> **Problem description**: Search the data below for the string "MemoryTextureBuilder". Extract every line that contains it.

> **Material provided**:
*** Block opens ***
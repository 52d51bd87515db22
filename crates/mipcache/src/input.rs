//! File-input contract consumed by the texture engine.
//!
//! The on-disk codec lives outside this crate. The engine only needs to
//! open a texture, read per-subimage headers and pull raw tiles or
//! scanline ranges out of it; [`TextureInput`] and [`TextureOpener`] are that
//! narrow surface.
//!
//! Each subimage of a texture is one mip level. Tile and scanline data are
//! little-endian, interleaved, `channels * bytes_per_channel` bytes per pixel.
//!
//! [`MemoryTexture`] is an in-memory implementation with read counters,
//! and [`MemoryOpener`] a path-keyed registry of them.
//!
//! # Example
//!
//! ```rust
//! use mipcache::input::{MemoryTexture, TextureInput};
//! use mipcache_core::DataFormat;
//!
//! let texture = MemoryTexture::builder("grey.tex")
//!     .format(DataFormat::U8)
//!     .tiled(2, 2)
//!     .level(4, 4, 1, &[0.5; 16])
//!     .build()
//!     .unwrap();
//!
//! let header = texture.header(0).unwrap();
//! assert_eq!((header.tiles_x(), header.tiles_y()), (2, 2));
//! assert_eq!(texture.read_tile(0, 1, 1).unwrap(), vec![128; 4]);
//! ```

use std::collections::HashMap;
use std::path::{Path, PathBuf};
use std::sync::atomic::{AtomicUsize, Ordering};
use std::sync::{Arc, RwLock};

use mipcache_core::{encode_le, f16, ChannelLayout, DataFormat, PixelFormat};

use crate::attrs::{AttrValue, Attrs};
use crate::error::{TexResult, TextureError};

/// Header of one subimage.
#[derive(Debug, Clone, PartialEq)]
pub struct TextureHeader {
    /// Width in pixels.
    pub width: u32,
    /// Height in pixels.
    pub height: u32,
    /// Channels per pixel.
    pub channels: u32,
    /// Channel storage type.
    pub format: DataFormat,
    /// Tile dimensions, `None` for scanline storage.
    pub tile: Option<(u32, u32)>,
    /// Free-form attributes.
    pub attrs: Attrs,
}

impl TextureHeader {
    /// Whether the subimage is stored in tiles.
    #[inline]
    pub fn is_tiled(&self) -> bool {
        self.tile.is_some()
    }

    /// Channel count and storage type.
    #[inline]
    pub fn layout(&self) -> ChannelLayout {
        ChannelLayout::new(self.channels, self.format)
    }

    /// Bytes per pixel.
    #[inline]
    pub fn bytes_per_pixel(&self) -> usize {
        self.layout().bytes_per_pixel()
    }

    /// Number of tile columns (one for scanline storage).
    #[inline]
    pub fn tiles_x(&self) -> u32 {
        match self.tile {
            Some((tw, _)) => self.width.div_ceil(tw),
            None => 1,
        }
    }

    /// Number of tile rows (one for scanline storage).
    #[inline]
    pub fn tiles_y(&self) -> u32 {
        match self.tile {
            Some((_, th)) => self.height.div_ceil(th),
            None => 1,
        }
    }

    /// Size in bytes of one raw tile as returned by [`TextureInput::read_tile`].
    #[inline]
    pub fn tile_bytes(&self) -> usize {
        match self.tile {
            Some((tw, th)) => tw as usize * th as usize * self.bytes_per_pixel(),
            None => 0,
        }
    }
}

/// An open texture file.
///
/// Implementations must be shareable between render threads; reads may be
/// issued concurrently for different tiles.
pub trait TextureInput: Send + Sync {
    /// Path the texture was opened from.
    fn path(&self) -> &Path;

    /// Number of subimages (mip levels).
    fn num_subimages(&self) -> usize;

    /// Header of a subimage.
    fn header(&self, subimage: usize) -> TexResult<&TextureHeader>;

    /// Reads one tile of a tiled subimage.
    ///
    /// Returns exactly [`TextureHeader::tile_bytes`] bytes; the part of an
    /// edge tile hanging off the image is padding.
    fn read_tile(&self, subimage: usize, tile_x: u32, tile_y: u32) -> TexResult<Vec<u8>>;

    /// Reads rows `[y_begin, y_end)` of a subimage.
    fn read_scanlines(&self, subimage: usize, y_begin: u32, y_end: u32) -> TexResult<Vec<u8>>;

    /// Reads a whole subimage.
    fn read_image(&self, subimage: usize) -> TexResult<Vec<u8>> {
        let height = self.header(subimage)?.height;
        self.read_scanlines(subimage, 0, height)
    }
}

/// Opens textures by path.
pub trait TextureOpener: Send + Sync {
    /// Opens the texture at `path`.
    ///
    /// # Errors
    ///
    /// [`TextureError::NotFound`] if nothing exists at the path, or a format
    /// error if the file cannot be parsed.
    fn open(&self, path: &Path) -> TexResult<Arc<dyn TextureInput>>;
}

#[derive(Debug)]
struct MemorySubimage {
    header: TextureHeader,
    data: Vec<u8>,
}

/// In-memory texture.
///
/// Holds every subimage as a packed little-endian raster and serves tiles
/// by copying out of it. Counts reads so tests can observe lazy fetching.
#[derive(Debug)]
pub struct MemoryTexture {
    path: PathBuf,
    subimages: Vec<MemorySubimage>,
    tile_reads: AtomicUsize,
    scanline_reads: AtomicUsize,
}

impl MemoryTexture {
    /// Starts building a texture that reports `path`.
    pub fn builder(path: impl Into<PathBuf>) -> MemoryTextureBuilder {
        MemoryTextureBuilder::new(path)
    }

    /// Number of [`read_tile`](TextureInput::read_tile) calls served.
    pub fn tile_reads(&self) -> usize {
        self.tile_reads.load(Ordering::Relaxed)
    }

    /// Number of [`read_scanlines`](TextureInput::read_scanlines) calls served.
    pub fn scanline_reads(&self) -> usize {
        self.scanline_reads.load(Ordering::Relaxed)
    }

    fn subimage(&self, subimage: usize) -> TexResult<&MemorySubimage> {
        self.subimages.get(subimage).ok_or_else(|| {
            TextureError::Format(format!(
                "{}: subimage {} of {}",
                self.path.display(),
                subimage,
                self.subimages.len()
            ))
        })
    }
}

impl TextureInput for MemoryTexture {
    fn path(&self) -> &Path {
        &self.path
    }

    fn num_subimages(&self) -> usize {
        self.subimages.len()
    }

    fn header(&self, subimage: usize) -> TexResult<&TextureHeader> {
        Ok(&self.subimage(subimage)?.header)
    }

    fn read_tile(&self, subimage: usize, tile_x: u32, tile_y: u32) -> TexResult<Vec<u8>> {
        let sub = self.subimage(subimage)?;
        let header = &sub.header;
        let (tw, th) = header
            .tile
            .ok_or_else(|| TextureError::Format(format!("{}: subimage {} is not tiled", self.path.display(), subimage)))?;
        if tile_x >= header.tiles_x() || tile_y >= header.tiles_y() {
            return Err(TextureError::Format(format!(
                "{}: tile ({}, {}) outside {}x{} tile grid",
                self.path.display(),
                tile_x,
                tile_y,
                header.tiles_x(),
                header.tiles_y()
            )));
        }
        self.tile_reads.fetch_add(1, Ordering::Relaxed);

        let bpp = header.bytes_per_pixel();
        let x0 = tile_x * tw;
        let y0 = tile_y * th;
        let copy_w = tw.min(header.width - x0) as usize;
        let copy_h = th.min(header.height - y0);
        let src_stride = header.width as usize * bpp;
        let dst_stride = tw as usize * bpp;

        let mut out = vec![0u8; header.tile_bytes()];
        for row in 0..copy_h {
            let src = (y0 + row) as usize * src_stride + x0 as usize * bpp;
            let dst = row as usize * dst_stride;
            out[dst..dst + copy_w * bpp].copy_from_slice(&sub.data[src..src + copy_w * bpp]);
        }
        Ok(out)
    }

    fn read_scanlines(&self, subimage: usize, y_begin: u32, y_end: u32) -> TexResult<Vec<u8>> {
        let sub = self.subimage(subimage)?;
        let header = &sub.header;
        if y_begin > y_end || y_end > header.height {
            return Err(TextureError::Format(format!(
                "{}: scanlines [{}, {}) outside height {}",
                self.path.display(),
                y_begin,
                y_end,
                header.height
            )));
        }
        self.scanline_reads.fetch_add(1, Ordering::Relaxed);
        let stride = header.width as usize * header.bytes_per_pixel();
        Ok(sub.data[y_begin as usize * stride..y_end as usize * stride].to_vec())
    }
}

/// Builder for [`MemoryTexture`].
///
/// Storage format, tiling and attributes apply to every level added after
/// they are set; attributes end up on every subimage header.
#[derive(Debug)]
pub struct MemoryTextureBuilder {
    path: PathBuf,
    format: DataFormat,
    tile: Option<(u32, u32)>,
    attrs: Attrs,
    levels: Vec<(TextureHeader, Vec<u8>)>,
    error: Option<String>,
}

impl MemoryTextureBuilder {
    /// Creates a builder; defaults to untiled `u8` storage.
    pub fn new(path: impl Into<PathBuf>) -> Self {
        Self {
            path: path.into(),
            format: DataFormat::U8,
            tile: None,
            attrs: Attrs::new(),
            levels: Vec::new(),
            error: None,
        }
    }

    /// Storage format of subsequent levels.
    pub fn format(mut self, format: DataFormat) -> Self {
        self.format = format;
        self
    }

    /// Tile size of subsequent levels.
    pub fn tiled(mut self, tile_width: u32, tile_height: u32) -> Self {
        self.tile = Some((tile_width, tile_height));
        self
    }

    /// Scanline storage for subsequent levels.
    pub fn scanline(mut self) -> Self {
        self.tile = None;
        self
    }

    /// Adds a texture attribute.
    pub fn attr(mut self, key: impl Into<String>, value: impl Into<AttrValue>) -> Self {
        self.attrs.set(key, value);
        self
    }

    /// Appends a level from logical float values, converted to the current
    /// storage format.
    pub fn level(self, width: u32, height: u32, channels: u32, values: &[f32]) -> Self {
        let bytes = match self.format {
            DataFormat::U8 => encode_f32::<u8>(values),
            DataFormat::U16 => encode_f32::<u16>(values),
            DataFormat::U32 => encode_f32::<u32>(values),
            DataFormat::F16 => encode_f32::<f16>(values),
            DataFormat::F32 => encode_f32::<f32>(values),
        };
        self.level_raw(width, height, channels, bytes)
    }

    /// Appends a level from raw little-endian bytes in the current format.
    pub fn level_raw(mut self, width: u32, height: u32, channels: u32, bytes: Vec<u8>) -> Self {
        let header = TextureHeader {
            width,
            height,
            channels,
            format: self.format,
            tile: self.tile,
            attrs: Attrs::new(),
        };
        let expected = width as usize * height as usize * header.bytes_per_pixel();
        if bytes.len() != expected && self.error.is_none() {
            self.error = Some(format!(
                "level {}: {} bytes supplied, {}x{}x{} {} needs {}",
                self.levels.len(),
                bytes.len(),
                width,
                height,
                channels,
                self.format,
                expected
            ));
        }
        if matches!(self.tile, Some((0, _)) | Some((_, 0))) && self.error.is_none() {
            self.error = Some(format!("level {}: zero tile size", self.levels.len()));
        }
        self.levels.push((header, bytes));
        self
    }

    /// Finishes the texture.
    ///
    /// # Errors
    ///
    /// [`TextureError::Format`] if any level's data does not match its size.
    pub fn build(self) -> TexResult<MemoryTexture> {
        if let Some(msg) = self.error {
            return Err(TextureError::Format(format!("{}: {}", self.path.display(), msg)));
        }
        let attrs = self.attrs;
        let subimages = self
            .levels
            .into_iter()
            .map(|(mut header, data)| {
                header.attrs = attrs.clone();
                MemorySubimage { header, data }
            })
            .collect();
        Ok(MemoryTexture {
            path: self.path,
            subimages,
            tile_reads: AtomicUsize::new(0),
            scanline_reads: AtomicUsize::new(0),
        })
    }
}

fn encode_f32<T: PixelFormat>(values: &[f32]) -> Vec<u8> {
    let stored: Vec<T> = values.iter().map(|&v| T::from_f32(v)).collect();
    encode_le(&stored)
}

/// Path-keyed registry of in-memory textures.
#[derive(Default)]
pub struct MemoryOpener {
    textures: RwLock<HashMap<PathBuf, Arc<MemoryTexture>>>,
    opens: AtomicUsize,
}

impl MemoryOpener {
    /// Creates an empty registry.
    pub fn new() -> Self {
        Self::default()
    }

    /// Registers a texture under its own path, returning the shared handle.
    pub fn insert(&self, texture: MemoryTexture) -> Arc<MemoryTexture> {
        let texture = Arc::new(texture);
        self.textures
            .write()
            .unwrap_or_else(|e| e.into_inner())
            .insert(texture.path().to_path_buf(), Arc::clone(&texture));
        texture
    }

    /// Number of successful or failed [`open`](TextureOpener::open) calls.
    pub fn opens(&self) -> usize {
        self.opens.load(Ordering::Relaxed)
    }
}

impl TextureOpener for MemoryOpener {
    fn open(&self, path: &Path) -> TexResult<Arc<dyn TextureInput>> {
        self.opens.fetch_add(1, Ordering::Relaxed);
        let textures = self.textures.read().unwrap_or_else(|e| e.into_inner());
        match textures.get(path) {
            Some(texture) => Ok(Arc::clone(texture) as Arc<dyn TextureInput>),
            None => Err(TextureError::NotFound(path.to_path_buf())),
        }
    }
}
*** Block closes ***
> **Task output**:
    pub fn builder(path: impl Into<PathBuf>) -> MemoryTextureBuilder {
        MemoryTextureBuilder::new(path)
pub struct MemoryTextureBuilder {
impl MemoryTextureBuilder {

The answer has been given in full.